Sometimes concepts are hard to grasp because they are beyond our experience. We need to be willing to reach out and hang on while the author builds the framework that we need to access these new ideas. But this can be made more difficult if the reading level is too high. New concepts paired with vocabulary with have to look up may bring readers to simply close the book.
I’ve been noodling this over for several days because of a conversation I had with an adult friend. Everyone in our Presbytery (think Presbyterian state if Presbyterian USA was a country) has been asked to read Waking up White by Debby Irving. The book is about her awakening to be able to see the racial disparities that exist in this country – only white history being taught in schools, who has access to good housing, jobs and education, etc.
Most of the concepts were familiar to me but that’s no surprise since I write about racial justice and race. While Irving has a college education and likes to flex her vocabulary, I didn’t think anything of it because it wasn’t beyond a lot of what I read.
But a friend told me that she was giving up on the book. Irving’s experience was just too different from hers and she had no clue what the point of the book was anyway. Granted, Irving’s countryclub childhood is radically different from my friend’s Nascar upbringing, but seriously? Our “vacation” home has an out house and I’ve used a washboard.

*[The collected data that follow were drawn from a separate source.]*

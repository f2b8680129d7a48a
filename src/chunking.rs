//! Lexical chunking of post and comment text.
//!
//! Splits text into chunks bounded by a character budget, preferring
//! paragraph boundaries and never cutting mid-sentence when an earlier
//! sentence boundary fits inside the budget. Each chunk carries a sha-256
//! fingerprint of its text, which the store uses as the idempotency key.

use sha2::{Digest, Sha256};
use uuid::Uuid;

use crate::types::{ChunkRecord, Post};

#[derive(Clone, Copy, Debug)]
pub struct ChunkerConfig {
    /// Upper bound per chunk, in characters.
    pub max_chars: usize,
    /// Fragments shorter than this are dropped as noise.
    pub min_chars: usize,
}

impl Default for ChunkerConfig {
    fn default() -> Self {
        Self {
            max_chars: 1000,
            min_chars: 12,
        }
    }
}

/// Hex sha-256 of the chunk text.
pub fn fingerprint(text: &str) -> String {
    let mut hasher = Sha256::new();
    hasher.update(text.as_bytes());
    let digest = hasher.finalize();
    digest.iter().map(|b| format!("{b:02x}")).collect()
}

/// Splits one post into chunk records: its title+body, then every comment in
/// the tree (walked iteratively, so malformed deep nesting cannot overflow
/// the stack).
pub fn chunk_post(post: &Post, config: ChunkerConfig) -> Vec<ChunkRecord> {
    let mut records = Vec::new();

    let body_text = if post.title.is_empty() {
        post.body.clone()
    } else {
        format!("{}\n\n{}", post.title, post.body)
    };
    for piece in split_text(&body_text, config) {
        records.push(make_record(post, "body", piece));
    }

    let mut stack: Vec<&crate::types::Comment> = post.comments.iter().rev().collect();
    while let Some(comment) = stack.pop() {
        for piece in split_text(&comment.text, config) {
            records.push(make_record(post, &format!("comment/{}", comment.id), piece));
        }
        for reply in comment.replies.iter().rev() {
            stack.push(reply);
        }
    }

    records
}

fn make_record(post: &Post, field_path: &str, content: String) -> ChunkRecord {
    ChunkRecord {
        id: Uuid::new_v4().to_string(),
        fingerprint: fingerprint(&content),
        gallery_id: post.gallery_id.clone(),
        post_id: post.id.clone(),
        field_path: field_path.to_string(),
        content,
        embedding: None,
    }
}

/// Splits free text into budget-bounded pieces.
///
/// Paragraphs (blank-line separated) are packed greedily; a paragraph that
/// overflows the budget is split at sentence boundaries; only a single
/// sentence longer than the whole budget is ever hard-wrapped.
pub fn split_text(text: &str, config: ChunkerConfig) -> Vec<String> {
    let mut chunks: Vec<String> = Vec::new();
    let mut current = String::new();
    let mut current_len = 0usize;

    let mut flush = |current: &mut String, current_len: &mut usize, chunks: &mut Vec<String>| {
        let trimmed = current.trim();
        if trimmed.chars().count() >= config.min_chars {
            chunks.push(trimmed.to_string());
        }
        current.clear();
        *current_len = 0;
    };

    for paragraph in text.split("\n\n").map(str::trim).filter(|p| !p.is_empty()) {
        let para_len = paragraph.chars().count();

        if current_len + para_len + 1 <= config.max_chars {
            if !current.is_empty() {
                current.push('\n');
                current_len += 1;
            }
            current.push_str(paragraph);
            current_len += para_len;
            continue;
        }

        // Paragraph does not fit: close the running chunk at the paragraph
        // boundary, then lay out the paragraph sentence by sentence.
        flush(&mut current, &mut current_len, &mut chunks);

        if para_len <= config.max_chars {
            current.push_str(paragraph);
            current_len = para_len;
            continue;
        }

        for sentence in split_sentences(paragraph) {
            let sent_len = sentence.chars().count();
            if current_len + sent_len + 1 <= config.max_chars {
                if !current.is_empty() {
                    current.push(' ');
                    current_len += 1;
                }
                current.push_str(sentence);
                current_len += sent_len;
            } else {
                flush(&mut current, &mut current_len, &mut chunks);
                if sent_len <= config.max_chars {
                    current.push_str(sentence);
                    current_len = sent_len;
                } else {
                    // One sentence beyond the whole budget: hard wrap on
                    // char boundaries, the only case where we cut mid-sentence.
                    for piece in hard_wrap(sentence, config.max_chars) {
                        chunks.push(piece);
                    }
                }
            }
        }
    }

    flush(&mut current, &mut current_len, &mut chunks);
    chunks
}

/// Sentence boundaries: terminal punctuation followed by whitespace, or a
/// bare newline inside a paragraph.
fn split_sentences(paragraph: &str) -> Vec<&str> {
    let mut sentences = Vec::new();
    let mut start = 0usize;
    let mut prev_terminal = false;

    for (idx, ch) in paragraph.char_indices() {
        if prev_terminal && ch.is_whitespace() {
            let sentence = paragraph[start..idx].trim();
            if !sentence.is_empty() {
                sentences.push(sentence);
            }
            start = idx;
            prev_terminal = false;
            continue;
        }
        prev_terminal = matches!(ch, '.' | '!' | '?' | '…') || ch == '\n';
    }

    let tail = paragraph[start..].trim();
    if !tail.is_empty() {
        sentences.push(tail);
    }
    sentences
}

fn hard_wrap(text: &str, max_chars: usize) -> Vec<String> {
    let mut pieces = Vec::new();
    let mut buf = String::new();
    let mut len = 0usize;
    for ch in text.chars() {
        buf.push(ch);
        len += 1;
        if len == max_chars {
            pieces.push(std::mem::take(&mut buf));
            len = 0;
        }
    }
    if !buf.trim().is_empty() {
        pieces.push(buf);
    }
    pieces
}

#[cfg(test)]
mod tests {
    use super::*;
    use crate::types::Comment;

    fn cfg(max: usize) -> ChunkerConfig {
        ChunkerConfig {
            max_chars: max,
            min_chars: 1,
        }
    }

    #[test]
    fn fingerprint_is_stable_for_identical_text() {
        assert_eq!(fingerprint("같은 내용"), fingerprint("같은 내용"));
        assert_ne!(fingerprint("같은 내용"), fingerprint("다른 내용"));
    }

    #[test]
    fn short_text_is_one_chunk() {
        let chunks = split_text("짧은 본문입니다.", cfg(100));
        assert_eq!(chunks.len(), 1);
    }

    #[test]
    fn paragraph_boundaries_are_preferred() {
        let text = format!("{}\n\n{}", "가".repeat(60), "나".repeat(60));
        let chunks = split_text(&text, cfg(100));
        assert_eq!(chunks.len(), 2);
        assert!(chunks[0].chars().all(|c| c == '가'));
        assert!(chunks[1].chars().all(|c| c == '나'));
    }

    #[test]
    fn never_splits_mid_sentence_when_boundary_fits() {
        let text = "First sentence here. Second sentence follows. Third one ends it.";
        let chunks = split_text(text, cfg(45));
        for chunk in &chunks {
            assert!(
                chunk.ends_with('.'),
                "chunk should end at a sentence boundary: {chunk:?}"
            );
        }
    }

    #[test]
    fn only_oversized_sentences_are_hard_wrapped() {
        let text = "가".repeat(250);
        let chunks = split_text(&text, cfg(100));
        assert_eq!(chunks.len(), 3);
        assert!(chunks.iter().all(|c| c.chars().count() <= 100));
    }

    #[test]
    fn budget_is_respected() {
        let text = (0..40)
            .map(|i| format!("Sentence number {i} with a bit of padding text."))
            .collect::<Vec<_>>()
            .join(" ");
        for chunk in split_text(&text, cfg(120)) {
            assert!(chunk.chars().count() <= 120);
        }
    }

    #[test]
    fn chunks_cover_body_and_comment_tree() {
        let post = Post {
            id: "77".into(),
            gallery_id: "programming".into(),
            title: "비동기 질문".into(),
            body: "tokio에서 태스크를 어떻게 나누는 게 좋을까?".into(),
            author: "ㅇㅇ".into(),
            published_at: "2025-06-01 10:00:00".into(),
            view_count: 5,
            upvote_count: 1,
            source_url: "https://example.com/77".into(),
            comments: vec![Comment {
                id: "c1".into(),
                author: "고닉".into(),
                text: "spawn_blocking 쓰면 됨".into(),
                published_at: "2025-06-01 10:05:00".into(),
                replies: vec![Comment {
                    id: "c2".into(),
                    author: "답글러".into(),
                    text: "채널로 나누는 것도 방법임".into(),
                    published_at: "2025-06-01 10:06:00".into(),
                    replies: vec![],
                }],
            }],
        };

        let records = chunk_post(&post, ChunkerConfig::default());
        let paths: Vec<&str> = records.iter().map(|r| r.field_path.as_str()).collect();
        assert!(paths.contains(&"body"));
        assert!(paths.contains(&"comment/c1"));
        assert!(paths.contains(&"comment/c2"));
        // Same text always maps to the same fingerprint.
        let again = chunk_post(&post, ChunkerConfig::default());
        let fp: Vec<_> = records.iter().map(|r| &r.fingerprint).collect();
        let fp_again: Vec<_> = again.iter().map(|r| &r.fingerprint).collect();
        assert_eq!(fp, fp_again);
    }
}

Racial understanding and inclusivity are so important and I told my friend that I was sorry she wouldn’t be finishing the book given her work with the public. That was when she admitted to me that she had to read the book with a dictionary beside her.
This is the sort of thing we discuss all the time in writing for children. Build up the concepts bit by bit so that your reader can follow. Don’t dumb the writing down, but make sure it is accessible. Learning new words is good but being buried under them is not.
Maybe just maybe this is something adult publishers should consider if they want a book to be accessible to the general public. I’ve read that the general public reads at a 7th grade level.
Will have to noodle this over.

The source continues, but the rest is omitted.